Anil Swarup (born 1 July 1958) is an Indian author and retired Indian Administrative Service officer of Uttar Pradesh cadre and 1981 batch. Mr.Swarup in his 38 years of career has served in various capacities and later went on to become the Secretary to the Government of India.

== Early life and education ==
Anil Swarup was born in Allahabad (now called Prayagraj) in the state of Uttar Pradesh, India. He is a post-graduate in Political Science from the University of Allahabad in 1978, where he was awarded Chancellor's gold medal for being the "best all-round student".

== Career ==
Before joining IAS, he worked as an Indian Police Service officer for one year. Swarup joined IAS in 1981 and is the recipient of Director's gold medal for "best officer trainee" of his batch at the Lal Bahadur Shastri National Academy of Administration (LBSNAA).

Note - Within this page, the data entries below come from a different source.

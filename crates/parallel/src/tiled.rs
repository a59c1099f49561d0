//! Tiled processing for large rasters
//!
//! A raster is cut into square core blocks. Each tile hands its core plus
//! a halo of surrounding cells to the kernel, and only the core of the
//! result is written back, so neighbourhood operations see the same
//! context they would on the whole raster. A tile whose kernel fails
//! leaves its core at zero and is reported; other tiles are unaffected.

use ndarray::s;
use tracing::{debug, warn};
use urbano_core::raster::{Raster, RasterElement};
use urbano_core::{Error, Result as CoreResult};

use crate::strategy::{ParallelStrategy, ProcessingMode, Result};

/// A core block of the raster together with its halo window
#[derive(Debug, Clone, Copy, PartialEq, Eq)]
pub struct Tile {
    /// Position in iteration order
    pub index: usize,
    /// Core block owned by this tile
    pub row: usize,
    pub col: usize,
    pub rows: usize,
    pub cols: usize,
    /// Core plus halo, clamped to the raster
    pub window_row: usize,
    pub window_col: usize,
    pub window_rows: usize,
    pub window_cols: usize,
}

impl Tile {
    /// Offset of the core block inside the window
    pub fn core_offset(&self) -> (usize, usize) {
        (self.row - self.window_row, self.col - self.window_col)
    }
}

/// Iterator over tiles covering a raster, row by row
pub struct TileIterator {
    total_rows: usize,
    total_cols: usize,
    tile_size: usize,
    halo: usize,
    current_row: usize,
    current_col: usize,
    index: usize,
}

impl TileIterator {
    pub fn new(total_rows: usize, total_cols: usize, tile_size: usize, halo: usize) -> Self {
        Self {
            total_rows,
            total_cols,
            tile_size: tile_size.max(1),
            halo,
            current_row: 0,
            current_col: 0,
            index: 0,
        }
    }
}

impl Iterator for TileIterator {
    type Item = Tile;

    fn next(&mut self) -> Option<Self::Item> {
        if self.current_row >= self.total_rows || self.total_cols == 0 {
            return None;
        }

        let row = self.current_row;
        let col = self.current_col;
        let rows = self.tile_size.min(self.total_rows - row);
        let cols = self.tile_size.min(self.total_cols - col);

        let window_row = row.saturating_sub(self.halo);
        let window_col = col.saturating_sub(self.halo);
        let window_end_row = (row + rows + self.halo).min(self.total_rows);
        let window_end_col = (col + cols + self.halo).min(self.total_cols);

        let tile = Tile {
            index: self.index,
            row,
            col,
            rows,
            cols,
            window_row,
            window_col,
            window_rows: window_end_row - window_row,
            window_cols: window_end_col - window_col,
        };

        self.index += 1;
        self.current_col += self.tile_size;
        if self.current_col >= self.total_cols {
            self.current_col = 0;
            self.current_row += self.tile_size;
        }

        Some(tile)
    }
}

/// A tile whose kernel failed
#[derive(Debug)]
pub struct TileFailure {
    pub tile: Tile,
    pub error: Error,
}

/// Result of a tiled run
#[derive(Debug)]
pub struct TiledOutput<U: RasterElement> {
    /// Merged cores; cores of failed tiles are zero
    pub raster: Raster<U>,
    pub failures: Vec<TileFailure>,
}

impl<U: RasterElement> TiledOutput<U> {
    pub fn is_complete(&self) -> bool {
        self.failures.is_empty()
    }
}

/// Processor for tiled raster operations
#[derive(Debug, Clone, Copy)]
pub struct TiledProcessor {
    tile_size: usize,
    halo: usize,
    mode: ProcessingMode,
}

impl TiledProcessor {
    pub fn new(tile_size: usize, halo: usize) -> Self {
        Self {
            tile_size,
            halo,
            mode: ProcessingMode::default(),
        }
    }

    pub fn with_mode(mut self, mode: ProcessingMode) -> Self {
        self.mode = mode;
        self
    }

    pub fn tile_size(&self) -> usize {
        self.tile_size
    }

    pub fn halo(&self) -> usize {
        self.halo
    }

    pub fn tiles(&self, rows: usize, cols: usize) -> Vec<Tile> {
        TileIterator::new(rows, cols, self.tile_size, self.halo).collect()
    }

    /// Run `f` on every tile window and merge the cores.
    ///
    /// `f` must return a raster with the shape of the window it was given.
    pub fn process<T, U, F>(&self, input: &Raster<T>, f: F) -> Result<TiledOutput<U>>
    where
        T: RasterElement,
        U: RasterElement,
        F: Fn(&Raster<T>) -> CoreResult<Raster<U>> + Sync + Send,
    {
        let (rows, cols) = input.shape();
        let tiles = self.tiles(rows, cols);
        debug!(tiles = tiles.len(), tile_size = self.tile_size, halo = self.halo, "tiled run");

        let results = self.mode.par_map(0..tiles.len(), |i| -> CoreResult<Raster<U>> {
            let tile = tiles[i];
            let window = input.window(tile.window_row, tile.window_col, tile.window_rows, tile.window_cols)?;
            let result = f(&window)?;
            window.ensure_coregistered(&result, "tile result")?;
            Ok(result)
        })?;

        let mut output = input.with_same_meta::<U>();
        let mut failures = Vec::new();
        for (tile, result) in tiles.into_iter().zip(results) {
            match result {
                Ok(result) => {
                    let (r0, c0) = tile.core_offset();
                    output
                        .data_mut()
                        .slice_mut(s![tile.row..tile.row + tile.rows, tile.col..tile.col + tile.cols])
                        .assign(&result.data().slice(s![r0..r0 + tile.rows, c0..c0 + tile.cols]));
                }
                Err(error) => {
                    warn!(tile = tile.index, row = tile.row, col = tile.col, %error, "tile failed");
                    failures.push(TileFailure { tile, error });
                }
            }
        }

        Ok(TiledOutput {
            raster: output,
            failures,
        })
    }
}

#[cfg(test)]
mod tests {
    use super::*;

    #[test]
    fn test_tile_iterator() {
        let tiles: Vec<_> = TileIterator::new(100, 100, 32, 1).collect();
        assert_eq!(tiles.len(), 16);

        assert_eq!((tiles[0].row, tiles[0].col), (0, 0));
        assert_eq!((tiles[0].window_row, tiles[0].window_col), (0, 0));
        assert_eq!(tiles[0].window_rows, 33);

        let inner = tiles[5];
        assert_eq!((inner.row, inner.col), (32, 32));
        assert_eq!((inner.window_row, inner.window_col), (31, 31));
        assert_eq!(inner.core_offset(), (1, 1));

        let last = tiles[15];
        assert_eq!((last.rows, last.cols), (4, 4));
        assert_eq!(last.window_rows, 5);
    }

    #[test]
    fn test_cores_cover_raster_once() {
        let (rows, cols) = (70, 45);
        let mut covered = vec![vec![0u8; cols]; rows];
        for tile in TileIterator::new(rows, cols, 16, 3) {
            for r in tile.row..tile.row + tile.rows {
                for c in tile.col..tile.col + tile.cols {
                    covered[r][c] += 1;
                }
            }
        }
        assert!(covered.iter().flatten().all(|&n| n == 1));
    }

    #[test]
    fn test_identity_kernel_round_trips() {
        let data: Vec<i32> = (0..37 * 23).collect();
        let input = Raster::from_vec(data, 37, 23).unwrap();
        let processor = TiledProcessor::new(8, 2);
        let output = processor.process(&input, |window| Ok(window.clone())).unwrap();
        assert!(output.is_complete());
        assert_eq!(output.raster.data(), input.data());
    }

    #[test]
    fn test_failed_tile_isolated() {
        let input: Raster<u8> = Raster::filled(20, 20, 1);
        let processor = TiledProcessor::new(10, 1).with_mode(ProcessingMode::Sequential);
        let output = processor
            .process(&input, |window| {
                if window.transform().origin_x > 5.0 {
                    Err(Error::Algorithm("boom".into()))
                } else {
                    Ok(window.clone())
                }
            })
            .unwrap();

        // right-hand tiles fail; left-hand tiles still land
        assert_eq!(output.failures.len(), 2);
        assert!(output.failures.iter().all(|f| f.tile.col == 10));
        assert_eq!(output.raster.get(5, 5).unwrap(), 1);
        assert_eq!(output.raster.get(5, 15).unwrap(), 0);
    }

    #[test]
    fn test_wrong_shape_is_a_tile_failure() {
        let input: Raster<u8> = Raster::filled(10, 10, 1);
        let output = TiledProcessor::new(5, 0)
            .process(&input, |_| Ok(Raster::<u8>::new(1, 1)))
            .unwrap();
        assert_eq!(output.failures.len(), 4);
    }
}
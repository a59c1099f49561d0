//! Batch execution over all GID tiles
//!
//! Tiles are independent. A tile that fails is reported and the others
//! keep going; a failed year inside a tile is reported by the tile run.

use rayon::prelude::*;
use serde::{Deserialize, Serialize};
use tracing::{error, info};
use urbano_algorithms::report::StageReport;
use urbano_algorithms::spatial::{Gid, Region, ThresholdTable};
use urbano_core::YearRange;
use urbano_parallel::ParallelStrategy;

use crate::config::PipelineConfig;
use crate::error::Result;
use crate::pipeline::{TilePipeline, TileRun, UnitFailure};
use crate::product::{national_mosaic, Mosaic};
use crate::source::{ProbabilitySource, StackSink};

/// What a batch did for one tile
#[derive(Debug, Clone, PartialEq, Serialize, Deserialize)]
pub struct TileSummary {
    pub gid: Gid,
    pub region: Region,
    pub reports: Vec<StageReport>,
    pub missing_years: Vec<i32>,
}

impl TileSummary {
    fn from_run(run: &TileRun) -> Self {
        Self {
            gid: run.gid,
            region: run.region,
            reports: run.reports().cloned().collect(),
            missing_years: run.continuity.missing.clone(),
        }
    }
}

/// Audit record of a batch
#[derive(Debug, Clone, PartialEq, Serialize, Deserialize)]
pub struct BatchReport {
    pub years: YearRange,
    pub tiles: Vec<TileSummary>,
    /// Failed tiles and failed (year, tile) units
    pub failures: Vec<UnitFailure>,
}

impl BatchReport {
    /// GIDs that produced no output at all
    pub fn failed_tiles(&self) -> Vec<Gid> {
        self.failures
            .iter()
            .filter(|f| f.year.is_none())
            .map(|f| f.gid)
            .collect()
    }

    pub fn is_clean(&self) -> bool {
        self.failures.is_empty() && self.tiles.iter().all(|t| t.missing_years.is_empty())
    }

    pub fn to_json(&self) -> Result<String> {
        Ok(serde_json::to_string_pretty(self)?)
    }
}

/// Tile runs and the report of a batch
#[derive(Debug, Clone)]
pub struct BatchOutput {
    pub runs: Vec<TileRun>,
    pub report: BatchReport,
}

impl BatchOutput {
    pub fn run(&self, gid: Gid) -> Option<&TileRun> {
        self.runs.iter().find(|r| r.gid == gid)
    }

    /// National mosaic of `year` over every tile of the batch
    pub fn mosaic(&self, year: i32) -> Result<Mosaic> {
        let mut mosaic = national_mosaic(year, self.runs.iter().map(|r| (r.gid, &r.product)))?;
        mosaic.failed.extend(self.report.failed_tiles());
        mosaic.failed.sort_unstable();
        Ok(mosaic)
    }

    /// National mosaics for every year of the batch
    pub fn mosaics(&self) -> Result<Vec<Mosaic>> {
        let years: Vec<i32> = self.report.years.iter().collect();
        years.into_par_iter().map(|year| self.mosaic(year)).collect()
    }
}

/// Run the cascade on every selected tile and persist the products
pub fn run_batch<S, K>(
    config: &PipelineConfig,
    thresholds: &ThresholdTable,
    source: &S,
    sink: &K,
) -> Result<BatchOutput>
where
    S: ProbabilitySource + ?Sized,
    K: StackSink + ?Sized,
{
    config.validate()?;
    let years = config.years()?;
    let gids = thresholds.gids(config.include_patagonia);
    info!(
        tiles = gids.len(),
        years = %years,
        include_patagonia = config.include_patagonia,
        "starting batch"
    );

    // tiles take the configured mode; years inside a tile nest on its pool
    let tile_config = PipelineConfig {
        mode: config.nested_mode(),
        ..config.clone()
    };
    let pipeline = TilePipeline::new(&tile_config, thresholds);

    let results = config.mode.par_map(0..gids.len(), |i| -> Result<TileRun> {
        let run = pipeline.run(gids[i], source)?;
        persist(&run, config, sink)?;
        Ok(run)
    })?;

    let mut runs = Vec::with_capacity(gids.len());
    let mut tiles = Vec::with_capacity(gids.len());
    let mut failures = Vec::new();
    for (&gid, result) in gids.iter().zip(results) {
        match result {
            Ok(run) => {
                tiles.push(TileSummary::from_run(&run));
                failures.extend(run.failures.iter().cloned());
                runs.push(run);
            }
            Err(e) => {
                error!(gid, error = %e, "tile failed");
                failures.push(UnitFailure::tile(gid, e.to_string()));
            }
        }
    }

    info!(
        completed = runs.len(),
        failures = failures.len(),
        "batch complete"
    );
    Ok(BatchOutput {
        runs,
        report: BatchReport {
            years,
            tiles,
            failures,
        },
    })
}

/// Write the product, and the encoded intermediate stages if configured
fn persist<K: StackSink + ?Sized>(run: &TileRun, config: &PipelineConfig, sink: &K) -> Result<()> {
    if config.persist_intermediate {
        // the last stage is the product itself
        for stage in &run.stages[..run.stages.len() - 1] {
            sink.write(run.gid, &config.codes.encode_stack(&stage.stack)?)?;
        }
    }
    sink.write(run.gid, &run.product)
}
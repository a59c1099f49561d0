//! # Urbano Core
//!
//! Core types for per-pixel urban land-cover time series.
//!
//! This crate provides:
//! - `Raster<T>`: Generic georeferenced raster grid
//! - `RasterStack<T>`: Contiguous year-indexed stack of co-registered rasters
//! - `Provenance`: Typed audit record attached to every stage output
//! - Algorithm trait for a consistent stage API

pub mod error;
pub mod provenance;
pub mod raster;
pub mod stack;

pub use error::{Error, Result};
pub use provenance::{LayerRule, Provenance, Stage, StageParameters};
pub use raster::{Connectivity, GeoTransform, Raster, RasterElement};
pub use stack::{RasterStack, YearRange};

/// Prelude for convenient imports
pub mod prelude {
    pub use crate::error::{Error, Result};
    pub use crate::provenance::{Provenance, Stage, StageParameters};
    pub use crate::raster::{Connectivity, GeoTransform, Raster, RasterElement};
    pub use crate::stack::{RasterStack, YearRange};
    pub use crate::Algorithm;
}

/// Core trait for all algorithms in urbano.
///
/// Algorithms are pure functions that transform input data according to parameters.
pub trait Algorithm {
    /// Input type for the algorithm
    type Input;
    /// Output type for the algorithm
    type Output;
    /// Parameters controlling algorithm behavior
    type Params: Default;
    /// Error type for algorithm execution
    type Error: std::error::Error;

    /// Returns the algorithm name
    fn name(&self) -> &'static str;

    /// Returns a description of what the algorithm does
    fn description(&self) -> &'static str;

    /// Execute the algorithm
    fn execute(&self, input: Self::Input, params: Self::Params) -> std::result::Result<Self::Output, Self::Error>;

    /// Execute with default parameters
    fn execute_default(&self, input: Self::Input) -> std::result::Result<Self::Output, Self::Error> {
        self.execute(input, Self::Params::default())
    }
}
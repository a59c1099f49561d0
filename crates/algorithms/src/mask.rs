//! Final spatial validity mask
//!
//! Zeroes every year at cells outside a static validity grid. The same
//! grid applies to all years. A grid that does not line up with the
//! stack aborts the stage.

use tracing::info;
use urbano_core::{Raster, RasterStack, Result, Stage, StageParameters};

use crate::maybe_rayon::*;
use crate::report::{finish_stage, StageOutput, YearOutcome};

/// Parameters for the validity mask
#[derive(Debug, Clone, Copy, PartialEq, Eq)]
pub struct ValidityMaskParams {
    /// Grid value marking valid cells
    pub mask_value: u8,
    /// Urban code recorded in provenance
    pub urban_code: u8,
}

impl Default for ValidityMaskParams {
    fn default() -> Self {
        Self {
            mask_value: 1,
            urban_code: 24,
        }
    }
}

/// Keep `input` only where `validity` equals the mask value
pub fn apply_validity_mask(
    input: &RasterStack<u8>,
    validity: &Raster<u8>,
    params: &ValidityMaskParams,
) -> Result<StageOutput> {
    input.ensure_coregistered(validity, "validity mask")?;
    info!(stage = %Stage::FinalSpatialMask, years = %input.years(), "applying validity mask");

    let mask_value = params.mask_value;
    let rule = format!("keep where mask == {mask_value}, else 0");
    let outcomes = input
        .layers()
        .into_par_iter()
        .map(|layer| -> Result<YearOutcome> {
            let masked = layer.zip_map(validity, "validity mask", |v, m| {
                if m == mask_value {
                    v
                } else {
                    0
                }
            })?;
            Ok(YearOutcome {
                layer: masked,
                rule: rule.clone(),
                diagnostics: Vec::new(),
            })
        })
        .collect::<Result<Vec<_>>>()?;

    finish_stage(
        input,
        Stage::FinalSpatialMask,
        StageParameters::ValidityMask { mask_value },
        params.urban_code,
        outcomes,
    )
}
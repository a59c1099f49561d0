//! Rayon or sequential iteration, selected by the `parallel` feature.
//!
//! Kernels write `(0..n).into_par_iter()` once; without the feature the
//! call resolves to a plain `into_iter()` and the rest of the chain uses
//! the standard `Iterator` adapters.
#[cfg(feature = "parallel")]
pub use rayon::prelude::*;

#[cfg(not(feature = "parallel"))]
mod sequential {
    /// Sequential stand-in for `rayon::prelude::IntoParallelIterator`
    pub trait IntoParallelIterator {
        type Iter: Iterator<Item = Self::Item>;
        type Item;
        fn into_par_iter(self) -> Self::Iter;
    }

    impl<I: IntoIterator> IntoParallelIterator for I {
        type Iter = I::IntoIter;
        type Item = I::Item;
        fn into_par_iter(self) -> Self::Iter {
            self.into_iter()
        }
    }
}

#[cfg(not(feature = "parallel"))]
pub use sequential::*;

He has served in various key positions for both the Union Government and the Government of Uttar Pradesh, like as Education Secretary of India, Coal Secretary of India, Additional Secretary in the Cabinet Secretariat of India, Additional Secretary of Labour & Empowerment, Export Commissioner in the Ministry of Commerce & Industry of India and as the District Magistrate of Lakhimpur Kheri during the Babri Masjid-Ram Janmabhoomi agitation under then chief ministership of Kalyan Singh.

=== As Coal Secretary ===
Anil Swarup became Secretary in the coal ministry after the coal scam in which the Supreme Court of India cancelled more than 200 blocks allocated since 1993. Swarup conducted coal auctions in a transparent manner, which was a huge success. In 2015, he was transferred to the Education Ministry as a part of a major bureaucratic reshuffle that took place in 2016.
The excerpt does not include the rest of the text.